Exploring the molecular mechanisms that drive the maturation of oligodendrocyte progenitor cells (OPCs) during the remyelination process is essential to developing new therapeutic tools to intervene in demyelinating diseases such as multiple sclerosis. To determine whether L-type voltage-gated calcium channels (L-VGCCs) are required for OPC development during remyelination, we generated an inducible conditional knock-out mouse in which the L-VGCC isoform Cav1.2 was deleted in NG2-positive OPCs (Cav1.2^KO). Using the cuprizone (CPZ) model of demyelination and mice of either sex, we establish that Cav1.2 deletion in OPCs leads to less efficient remyelination of the adult brain. Specifically, Cav1.2^KO OPCs mature slower and produce less myelin than control oligodendrocytes during the recovery period after CPZ intoxication. This reduced remyelination was accompanied by an important decline in the number of myelinating oligodendrocytes and in the rate of OPC proliferation. Furthermore, during the remyelination phase of the CPZ model, the corpus callosum of Cav1.2^KO animals presented a significant decrease in the percentage of myelinated axons and a substantial increase in the mean g-ratio of myelinated axons compared with controls. In addition, in a mouse line in which the Cav1.2^KO OPCs were identified by a Cre reporter, we establish that Cav1.2^KO OPCs display a reduced maturational rate through the entire remyelination process. These results suggest that Ca²⁺ influx mediated by L-VGCCs in oligodendroglial cells is necessary for normal remyelination and is an essential Ca²⁺ channel for OPC maturation during the remyelination of the adult brain.

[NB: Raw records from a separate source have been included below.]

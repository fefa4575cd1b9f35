//! Foreign armor shown on mannequins.
//!
//! A mannequin tile stores its armor slot in `frame_x / 100` and its row (head, body,
//! legs) in `frame_y / 18`. The host format only keeps `frame_x % 100`; foreign slots
//! are carried here by name and added back on load.

use std::collections::BTreeSet;

use ahash::AHashMap;

use crate::codec::{BinaryReader, BinaryWriter};
use crate::content::{ContentRef, ContentRegistry, EquipCategory};
use crate::error::{Error, Result};
use crate::world::{Cell, Grid, GridScanner, Position};

const SLOT_STRIDE: i16 = 100;
const ROW_HEIGHT: i16 = 18;
/// Left-half frames are multiples of this (facing left or right)
const LEFT_FRAME_STEP: i16 = 36;
const END_OF_POSITIONS: i32 = -1;

/// Category and slot of a mannequin cell showing foreign armor
fn foreign_slot<R: ContentRegistry>(cell: &Cell, registry: &R) -> Option<(EquipCategory, u16)> {
    if !cell.active || !registry.is_mannequin(cell.tile_type) {
        return None;
    }
    if cell.frame_x < 0 || cell.frame_y < 0 {
        return None;
    }
    let category = EquipCategory::from_u8(u8::try_from(cell.frame_y / ROW_HEIGHT).ok()?)?;
    let slot = (cell.frame_x / SLOT_STRIDE) as u16;
    registry
        .limits()
        .is_foreign_equip(category, slot)
        .then_some((category, slot))
}

/// `frame_x` as the host format should store it, without any foreign slot
pub fn vanilla_frame_x<R: ContentRegistry>(cell: &Cell, registry: &R) -> i16 {
    match foreign_slot(cell, registry) {
        Some(_) => cell.frame_x % SLOT_STRIDE,
        None => cell.frame_x,
    }
}

/// Apply [`vanilla_frame_x`] to every cell of `grid`
pub fn strip_foreign_equips<G: Grid, R: ContentRegistry>(grid: &mut G, registry: &R) {
    let scanner = GridScanner::new(grid.width(), grid.height(), *registry.limits());
    for pos in scanner.positions() {
        let mut cell = grid.cell(pos);
        let frame_x = vanilla_frame_x(&cell, registry);
        if frame_x != cell.frame_x {
            cell.frame_x = frame_x;
            grid.set_cell(pos, cell);
        }
    }
}

#[derive(Debug, Clone, Copy, PartialEq, Eq)]
pub struct MannequinEntry {
    pub x: i32,
    pub y: i32,
    pub category: EquipCategory,
    pub slot: u16,
}

/// Write-side equip directory and position list
#[derive(Debug, Clone, Default)]
pub struct EquipSection {
    slots: [BTreeSet<u16>; 3],
    entries: Vec<MannequinEntry>,
}

impl EquipSection {
    pub fn collect<G: Grid, R: ContentRegistry>(grid: &G, registry: &R) -> Self {
        let mut section = Self::default();
        let scanner = GridScanner::new(grid.width(), grid.height(), *registry.limits());
        for pos in scanner.positions() {
            let cell = grid.cell(pos);
            let Some((category, slot)) = foreign_slot(&cell, registry) else {
                continue;
            };
            section.slots[category as usize].insert(slot);
            if (cell.frame_x % SLOT_STRIDE) % LEFT_FRAME_STEP == 0 {
                section.entries.push(MannequinEntry {
                    x: pos.x as i32,
                    y: pos.y as i32,
                    category,
                    slot,
                });
            }
        }
        section
    }

    pub fn is_empty(&self) -> bool {
        self.slots.iter().all(BTreeSet::is_empty)
    }

    pub fn entries(&self) -> &[MannequinEntry] {
        &self.entries
    }

    pub fn write<R: ContentRegistry>(&self, writer: &mut BinaryWriter, registry: &R) -> Result<()> {
        for category in EquipCategory::ALL {
            let slots = &self.slots[category as usize];
            writer.write_u16_le(slots.len() as u16);
            for &slot in slots {
                let content = registry
                    .equip_content(category, slot)
                    .ok_or(Error::UnregisteredEquip { category, slot })?;
                writer.write_u16_le(slot);
                writer.write_string(&content.pack);
                writer.write_string(&content.name);
            }
        }
        for entry in &self.entries {
            writer.write_i32_le(entry.x);
            writer.write_i32_le(entry.y);
            writer.write_u8(entry.category as u8);
            writer.write_u16_le(entry.slot);
        }
        writer.write_i32_le(END_OF_POSITIONS);
        Ok(())
    }
}

/// Saved slot to runtime slot, per category. Unloaded armor maps to slot 0.
#[derive(Debug, Clone, Default)]
pub struct EquipRemap {
    tables: [AHashMap<u16, u16>; 3],
}

impl EquipRemap {
    pub fn read<R: ContentRegistry>(reader: &mut BinaryReader, registry: &R) -> Result<Self> {
        let mut remap = Self::default();
        for category in EquipCategory::ALL {
            let count = reader.read_u16_le()?;
            for _ in 0..count {
                let slot = reader.read_u16_le()?;
                let pack = reader.read_string()?;
                let name = reader.read_string()?;
                let content = ContentRef { pack, name };
                let runtime = registry
                    .resolve_equip_slot(category, &content)
                    .unwrap_or_else(|| {
                        tracing::warn!(?category, slot, %content, "equip not loaded, clearing");
                        0
                    });
                remap.tables[category as usize].insert(slot, runtime);
            }
        }
        Ok(remap)
    }

    pub fn slot(&self, category: EquipCategory, saved: u16) -> Result<u16> {
        self.tables[category as usize]
            .get(&saved)
            .copied()
            .ok_or(Error::UnknownSavedSlot { category, slot: saved })
    }
}

fn is_left_half(left: &Cell, right: &Cell, category: EquipCategory) -> bool {
    left.active
        && right.active
        && left.tile_type == right.tile_type
        && (left.frame_x == 0 || left.frame_x == LEFT_FRAME_STEP)
        && right.frame_x == left.frame_x + ROW_HEIGHT
        && left.frame_y / ROW_HEIGHT == category as i16
        && left.frame_y == right.frame_y
}

/// Read the position list and put remapped slots back onto mannequins.
///
/// Returns how many mannequin rows were restored. Rows whose tiles no longer form
/// a mannequin are skipped.
pub fn read_positions<G: Grid, R: ContentRegistry>(
    reader: &mut BinaryReader,
    grid: &mut G,
    registry: &R,
    remap: &EquipRemap,
) -> Result<usize> {
    let mut restored = 0;
    loop {
        let x = reader.read_i32_le()?;
        if x == END_OF_POSITIONS {
            return Ok(restored);
        }
        let y = reader.read_i32_le()?;
        let category_byte = reader.read_u8()?;
        let saved_slot = reader.read_u16_le()?;

        let category =
            EquipCategory::from_u8(category_byte).ok_or(Error::InvalidEquipCategory(category_byte))?;
        let slot = remap.slot(category, saved_slot)?;

        let in_bounds = x
            .checked_add(1)
            .is_some_and(|right_x| grid.contains(x, y) && grid.contains(right_x, y));
        if !in_bounds {
            return Err(Error::PositionOutOfBounds { x, y });
        }
        let left_pos = Position::new(x as u32, y as u32);
        let mut left = grid.cell(left_pos);
        let right = grid.cell(Position::new(x as u32 + 1, y as u32));

        if !registry.is_mannequin(left.tile_type) || !is_left_half(&left, &right, category) {
            tracing::warn!(x, y, ?category, "no mannequin at saved position, skipping");
            continue;
        }
        let shifted = i32::from(left.frame_x) + i32::from(SLOT_STRIDE) * i32::from(slot);
        let Ok(frame_x) = i16::try_from(shifted) else {
            tracing::warn!(x, y, slot, "equip slot does not fit in a frame, skipping");
            continue;
        };
        left.frame_x = frame_x;
        grid.set_cell(left_pos, left);
        restored += 1;
    }
}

SIGNIFICANCE STATEMENT Ion channels implicated in oligodendrocyte differentiation and maturation may induce positive signals for myelin recovery. Voltage-gated Ca²⁺ channels (VGCCs) are important for normal myelination by acting at several critical steps during oligodendrocyte progenitor cell (OPC) development. To determine whether voltage Ca²⁺ entry is involved in oligodendrocyte differentiation and remyelination, we used a conditional knockout mouse for VGCCs in OPCs. Our results indicate that VGCCs can modulate oligodendrocyte maturation in the demyelinated brain and suggest that voltage-gated Ca²⁺ influx in OPCs is critical for remyelination. These findings could lead to novel approaches for obtaining a better understanding of the factors that control OPC maturation in order to stimulate this pool of progenitors to replace myelin in demyelinating diseases.